@dailyshite it's the same story with my DDs' birth mum. She's had 4 babies taken off her (including my 2 DDs), as well as 2 stillbirths. It's heartbreaking. She grew up in care and was in many different children's homes as a teenager, and her partner (the birth father of 3 of her DC including my DDs) had a dysfunctional childhood and has serious anger issues. The police are regularly called to their house because of the DV but they can't do without each other.
Apparently, the birth mum enjoys the process of becoming pregnant and having babies, and keeps thinking this time it will be different.

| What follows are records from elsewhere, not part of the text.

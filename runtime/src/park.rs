use std::sync::atomic::{AtomicU32, Ordering};

/// Blocking primitive behind `block_timeline`/`unblock_timeline`.
///
/// A fixed point parks arrivals on its generation word; the releasing
/// arrival bumps the generation and wakes everyone. The trait exists so
/// hosts without futexes (or tests that must not block) can substitute
/// their own realization.
pub trait TimelineParker: Send + Sync {
    /// Block until `cell` no longer holds `observed`.
    fn park(&self, cell: &AtomicU32, observed: u32);
    /// Wake every timeline parked on `cell`.
    fn unpark_all(&self, cell: &AtomicU32);
}

/// Futex-backed parker (Linux).
#[derive(Debug, Default)]
pub struct FutexParker;

impl FutexParker {
    fn futex(cell: &AtomicU32, op: libc::c_int, val: u32) -> libc::c_long {
        // SAFETY: cell points to a valid, aligned u32 for the duration of
        // the call; FUTEX_WAIT/WAKE do not write through it.
        unsafe {
            libc::syscall(
                libc::SYS_futex,
                cell.as_ptr(),
                op,
                val,
                std::ptr::null::<libc::timespec>(),
                std::ptr::null_mut::<u32>(),
                0u32,
            )
        }
    }
}

impl TimelineParker for FutexParker {
    fn park(&self, cell: &AtomicU32, observed: u32) {
        while cell.load(Ordering::Acquire) == observed {
            // EAGAIN (value changed) and EINTR both mean "recheck".
            Self::futex(cell, libc::FUTEX_WAIT, observed);
        }
    }

    fn unpark_all(&self, cell: &AtomicU32) {
        Self::futex(cell, libc::FUTEX_WAKE, u32::MAX);
    }
}

/// Spin parker for single-threaded tests and hosts without futexes.
#[derive(Debug, Default)]
pub struct SpinParker;

impl TimelineParker for SpinParker {
    fn park(&self, cell: &AtomicU32, observed: u32) {
        while cell.load(Ordering::Acquire) == observed {
            std::hint::spin_loop();
        }
    }

    fn unpark_all(&self, _cell: &AtomicU32) {}
}
//! Golden-byte tests for the instruction encoders.

mod code_buffer;

use blaze_backend::code_buffer::CodeBuffer;
use blaze_backend::x86_64::emitter::*;
use blaze_backend::x86_64::regs::{Reg, Xmm};

fn emit_bytes(f: impl FnOnce(&mut CodeBuffer)) -> Vec<u8> {
    let mut buf = CodeBuffer::new(4096).unwrap();
    f(&mut buf);
    buf.as_slice().to_vec()
}

// -- Register encodings --

#[test]
fn reg_encoding() {
    assert_eq!(Reg::Rax.low3(), 0);
    assert_eq!(Reg::Rsp.low3(), 4);
    assert_eq!(Reg::R8.low3(), 0);
    assert_eq!(Reg::R15.low3(), 7);
    assert!(Reg::R8.needs_rex());
    assert!(!Reg::Rdi.needs_rex());
}

// -- MOV immediates --

#[test]
fn mov_rax_imm_small() {
    // mov rax, 1 => 48 C7 C0 01 00 00 00
    let code = emit_bytes(|b| emit_mov_ri(b, Reg::Rax, 1));
    assert_eq!(code, [0x48, 0xC7, 0xC0, 0x01, 0x00, 0x00, 0x00]);
}

#[test]
fn mov_rdi_imm_small() {
    // mov rdi, 1 => 48 C7 C7 01 00 00 00
    let code = emit_bytes(|b| emit_mov_ri(b, Reg::Rdi, 1));
    assert_eq!(code, [0x48, 0xC7, 0xC7, 0x01, 0x00, 0x00, 0x00]);
}

#[test]
fn mov_imm_negative_sign_extends() {
    // mov rax, -1 => 48 C7 C0 FF FF FF FF
    let code = emit_bytes(|b| emit_mov_ri(b, Reg::Rax, u64::MAX));
    assert_eq!(code, [0x48, 0xC7, 0xC0, 0xFF, 0xFF, 0xFF, 0xFF]);
}

#[test]
fn mov_imm64_wide() {
    // movabs rax, 0x123456789ABCDEF0 => 48 B8 F0 DE BC 9A 78 56 34 12
    let code = emit_bytes(|b| emit_mov_ri(b, Reg::Rax, 0x1234_5678_9ABC_DEF0));
    assert_eq!(
        code,
        [0x48, 0xB8, 0xF0, 0xDE, 0xBC, 0x9A, 0x78, 0x56, 0x34, 0x12]
    );
}

#[test]
fn mov_imm_patchable_is_fixed_width() {
    let mut buf = CodeBuffer::new(4096).unwrap();
    let site = emit_mov_ri_patchable(&mut buf, Reg::Rax);
    assert_eq!(site, 2); // 48 B8, then the imm64
    assert_eq!(buf.pos(), 10);
}

// -- Arithmetic --

#[test]
fn add_rr_64() {
    // add rax, rcx => 48 03 C1
    let code = emit_bytes(|b| emit_arith_rr(b, ArithOp::Add, true, Reg::Rax, Reg::Rcx));
    assert_eq!(code, [0x48, 0x03, 0xC1]);
}

#[test]
fn add_rr_extended() {
    // add r8, r9 => 4D 03 C1
    let code = emit_bytes(|b| emit_arith_rr(b, ArithOp::Add, true, Reg::R8, Reg::R9));
    assert_eq!(code, [0x4D, 0x03, 0xC1]);
}

#[test]
fn sub_ri_imm8() {
    // sub rsp, 8 => 48 83 EC 08
    let code = emit_bytes(|b| emit_arith_ri(b, ArithOp::Sub, true, Reg::Rsp, 8));
    assert_eq!(code, [0x48, 0x83, 0xEC, 0x08]);
}

#[test]
fn cmp_ri_zero() {
    // cmp rax, 0 => 48 83 F8 00
    let code = emit_bytes(|b| emit_arith_ri(b, ArithOp::Cmp, true, Reg::Rax, 0));
    assert_eq!(code, [0x48, 0x83, 0xF8, 0x00]);
}

#[test]
fn cmp_rr_64() {
    // cmp rcx, rax => 48 3B C8
    let code = emit_bytes(|b| emit_arith_rr(b, ArithOp::Cmp, true, Reg::Rcx, Reg::Rax));
    assert_eq!(code, [0x48, 0x3B, 0xC8]);
}

#[test]
fn mul_rcx() {
    // mul rcx => 48 F7 E1
    let code = emit_bytes(|b| emit_mul(b, true, Reg::Rcx));
    assert_eq!(code, [0x48, 0xF7, 0xE1]);
}

#[test]
fn imul_ri_imm8_and_imm32() {
    // imul r8, r8, 8 => 4D 6B C0 08
    let code = emit_bytes(|b| emit_imul_ri(b, true, Reg::R8, Reg::R8, 8));
    assert_eq!(code, [0x4D, 0x6B, 0xC0, 0x08]);
    // imul r9, r9, 0x1000 => 4D 69 C9 00 10 00 00
    let code = emit_bytes(|b| emit_imul_ri(b, true, Reg::R9, Reg::R9, 0x1000));
    assert_eq!(code, [0x4D, 0x69, 0xC9, 0x00, 0x10, 0x00, 0x00]);
}

#[test]
fn idiv_with_cqo() {
    let code = emit_bytes(|b| {
        emit_cqo(b);
        emit_idiv(b, true, Reg::Rcx);
    });
    assert_eq!(code, [0x48, 0x99, 0x48, 0xF7, 0xF9]);
}

// -- Memory operands --

#[test]
fn load_store_rbp_disp8() {
    // mov rax, [rbp-8] => 48 8B 45 F8
    let code = emit_bytes(|b| emit_load(b, true, Reg::Rax, Reg::Rbp, -8));
    assert_eq!(code, [0x48, 0x8B, 0x45, 0xF8]);
    // mov [rbp-8], rax => 48 89 45 F8
    let code = emit_bytes(|b| emit_store(b, true, Reg::Rax, Reg::Rbp, -8));
    assert_eq!(code, [0x48, 0x89, 0x45, 0xF8]);
}

#[test]
fn rsp_base_always_has_sib() {
    let cases: Vec<Vec<u8>> = vec![
        emit_bytes(|b| emit_load(b, true, Reg::Rax, Reg::Rsp, 0)),
        emit_bytes(|b| emit_load(b, true, Reg::Rax, Reg::Rsp, 0x10)),
        emit_bytes(|b| emit_store(b, true, Reg::Rcx, Reg::Rsp, 0x100)),
        emit_bytes(|b| emit_movsd_load(b, Xmm::Xmm0, Reg::Rsp, 0)),
    ];
    for code in cases {
        assert!(
            code.iter().any(|&x| x == 0x24),
            "RSP base must carry SIB 0x24: {code:02X?}"
        );
    }
}

#[test]
fn rbp_base_zero_offset_gets_disp8() {
    // mov rax, [rbp] => 48 8B 45 00
    let code = emit_bytes(|b| emit_load(b, true, Reg::Rax, Reg::Rbp, 0));
    assert_eq!(code, [0x48, 0x8B, 0x45, 0x00]);
}

#[test]
fn lea_sib_with_header_offset() {
    // lea rax, [rax + r8 + 64] => 4A 8D 44 00 40
    let code =
        emit_bytes(|b| emit_lea_sib(b, true, Reg::Rax, Reg::Rax, Reg::R8, 0, 64));
    assert_eq!(code, [0x4A, 0x8D, 0x44, 0x00, 0x40]);
}

#[test]
fn store_imm32() {
    // mov qword [rax+8], 2 => 48 C7 40 08 02 00 00 00
    let code = emit_bytes(|b| emit_store_imm(b, true, Reg::Rax, 8, 2));
    assert_eq!(code, [0x48, 0xC7, 0x40, 0x08, 0x02, 0x00, 0x00, 0x00]);
}

// -- Control transfer --

#[test]
fn syscall_bytes() {
    let code = emit_bytes(emit_syscall);
    assert_eq!(code, [0x0F, 0x05]);
}

#[test]
fn ret_byte() {
    let code = emit_bytes(emit_ret);
    assert_eq!(code, [0xC3]);
}

#[test]
fn call_through_register() {
    // call rax => FF D0
    let code = emit_bytes(|b| emit_call_reg(b, Reg::Rax));
    assert_eq!(code, [0xFF, 0xD0]);
}

#[test]
fn setcc_and_movzx() {
    // sete al => 0F 94 C0 ; movzx eax, al => 0F B6 C0
    let code = emit_bytes(|b| {
        emit_setcc(b, Cc::E, Reg::Rax);
        emit_movzx_b(b, Reg::Rax, Reg::Rax);
    });
    assert_eq!(code, [0x0F, 0x94, 0xC0, 0x0F, 0xB6, 0xC0]);
}

#[test]
fn cc_invert_flips_low_bit() {
    assert_eq!(Cc::E.invert(), Cc::Ne);
    assert_eq!(Cc::L.invert(), Cc::Ge);
    assert_eq!(Cc::B.invert(), Cc::Ae);
}

#[test]
fn push_pop_extended() {
    // push r8 => 41 50 ; pop r8 => 41 58
    let code = emit_bytes(|b| {
        emit_push(b, Reg::R8);
        emit_pop(b, Reg::R8);
    });
    assert_eq!(code, [0x41, 0x50, 0x41, 0x58]);
}

#[test]
fn rep_movsb_bytes() {
    let code = emit_bytes(emit_rep_movsb);
    assert_eq!(code, [0xF3, 0xA4]);
}

// -- SSE2 scalar double --

#[test]
fn movsd_load_rsp() {
    // movsd xmm0, [rsp] => F2 0F 10 04 24
    let code = emit_bytes(|b| emit_movsd_load(b, Xmm::Xmm0, Reg::Rsp, 0));
    assert_eq!(code, [0xF2, 0x0F, 0x10, 0x04, 0x24]);
}

#[test]
fn movsd_store_rbp() {
    // movsd [rbp-16], xmm0 => F2 0F 11 45 F0
    let code = emit_bytes(|b| emit_movsd_store(b, Xmm::Xmm0, Reg::Rbp, -16));
    assert_eq!(code, [0xF2, 0x0F, 0x11, 0x45, 0xF0]);
}

#[test]
fn movsd_rr() {
    // movsd xmm1, xmm0 => F2 0F 10 C8
    let code = emit_bytes(|b| emit_movsd_rr(b, Xmm::Xmm1, Xmm::Xmm0));
    assert_eq!(code, [0xF2, 0x0F, 0x10, 0xC8]);
}

#[test]
fn addsd_xmm0_xmm1() {
    // addsd xmm0, xmm1 => F2 0F 58 C1
    let code = emit_bytes(|b| emit_sse_arith(b, SseOp::Add, Xmm::Xmm0, Xmm::Xmm1));
    assert_eq!(code, [0xF2, 0x0F, 0x58, 0xC1]);
}

#[test]
fn subsd_mulsd_divsd() {
    let code = emit_bytes(|b| emit_sse_arith(b, SseOp::Sub, Xmm::Xmm0, Xmm::Xmm1));
    assert_eq!(code, [0xF2, 0x0F, 0x5C, 0xC1]);
    let code = emit_bytes(|b| emit_sse_arith(b, SseOp::Mul, Xmm::Xmm0, Xmm::Xmm1));
    assert_eq!(code, [0xF2, 0x0F, 0x59, 0xC1]);
    let code = emit_bytes(|b| emit_sse_arith(b, SseOp::Div, Xmm::Xmm0, Xmm::Xmm1));
    assert_eq!(code, [0xF2, 0x0F, 0x5E, 0xC1]);
}

#[test]
fn ucomisd_comisd_have_data16_prefix() {
    // ucomisd xmm0, xmm1 => 66 0F 2E C1
    let code = emit_bytes(|b| emit_ucomisd(b, Xmm::Xmm0, Xmm::Xmm1));
    assert_eq!(code, [0x66, 0x0F, 0x2E, 0xC1]);
    // comisd xmm0, xmm1 => 66 0F 2F C1
    let code = emit_bytes(|b| emit_comisd(b, Xmm::Xmm0, Xmm::Xmm1));
    assert_eq!(code, [0x66, 0x0F, 0x2F, 0xC1]);
}

#[test]
fn cvtsi2sd_rexw() {
    // cvtsi2sd xmm0, rax => F2 48 0F 2A C0 (F2 precedes REX)
    let code = emit_bytes(|b| emit_cvtsi2sd(b, Xmm::Xmm0, Reg::Rax));
    assert_eq!(code, [0xF2, 0x48, 0x0F, 0x2A, 0xC0]);
}

#[test]
fn cvtsd2si_rexw() {
    // cvtsd2si rax, xmm0 => F2 48 0F 2D C0
    let code = emit_bytes(|b| emit_cvtsd2si(b, Reg::Rax, Xmm::Xmm0));
    assert_eq!(code, [0xF2, 0x48, 0x0F, 0x2D, 0xC0]);
}

// -- RIP-relative LEA --

#[test]
fn lea_rip_backward_displacement() {
    let mut buf = CodeBuffer::new(4096).unwrap();
    for _ in 0..16 {
        buf.emit_u8(0x90);
    }
    let lea_at = buf.pos();
    emit_lea_rip(&mut buf, Reg::Rsi, 4);
    // 48 8D 35 disp32; disp = 4 - (lea_at + 7)
    let code = buf.as_slice();
    assert_eq!(&code[lea_at..lea_at + 3], &[0x48, 0x8D, 0x35]);
    let disp = i32::from_le_bytes(
        code[lea_at + 3..lea_at + 7].try_into().unwrap(),
    );
    assert_eq!(disp as i64, 4 - (lea_at as i64 + 7));
}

SS had no choice but to remove her DC, because of the DV and her learning difficulties, but the awful thing is that their involvement in her life as a child made her problems worse not better. The background was abusive, but her going into care didn't help at all.
We're breaking the cycle now, as are the respective parents of the other 2 DC, but the damage is very much there to be seen. DD1 (9) has violent meltdowns and she's lashed out at me and DD2 numerous times, as well as trashed the house. She's about to start therapy soon, so I'm hoping that it will help her turn a corner. She's a lovely girl at other times, very loving and well bonded with us.
In defence of SS, they've made mistakes along the way, but, faced with dysfunctional families, it must be so hard to make the right call. Also, they're damned if they do and damned if they don't. Think what happens when a child dies as a result of abuse, they're pilloried for not acting sooner to remove the child.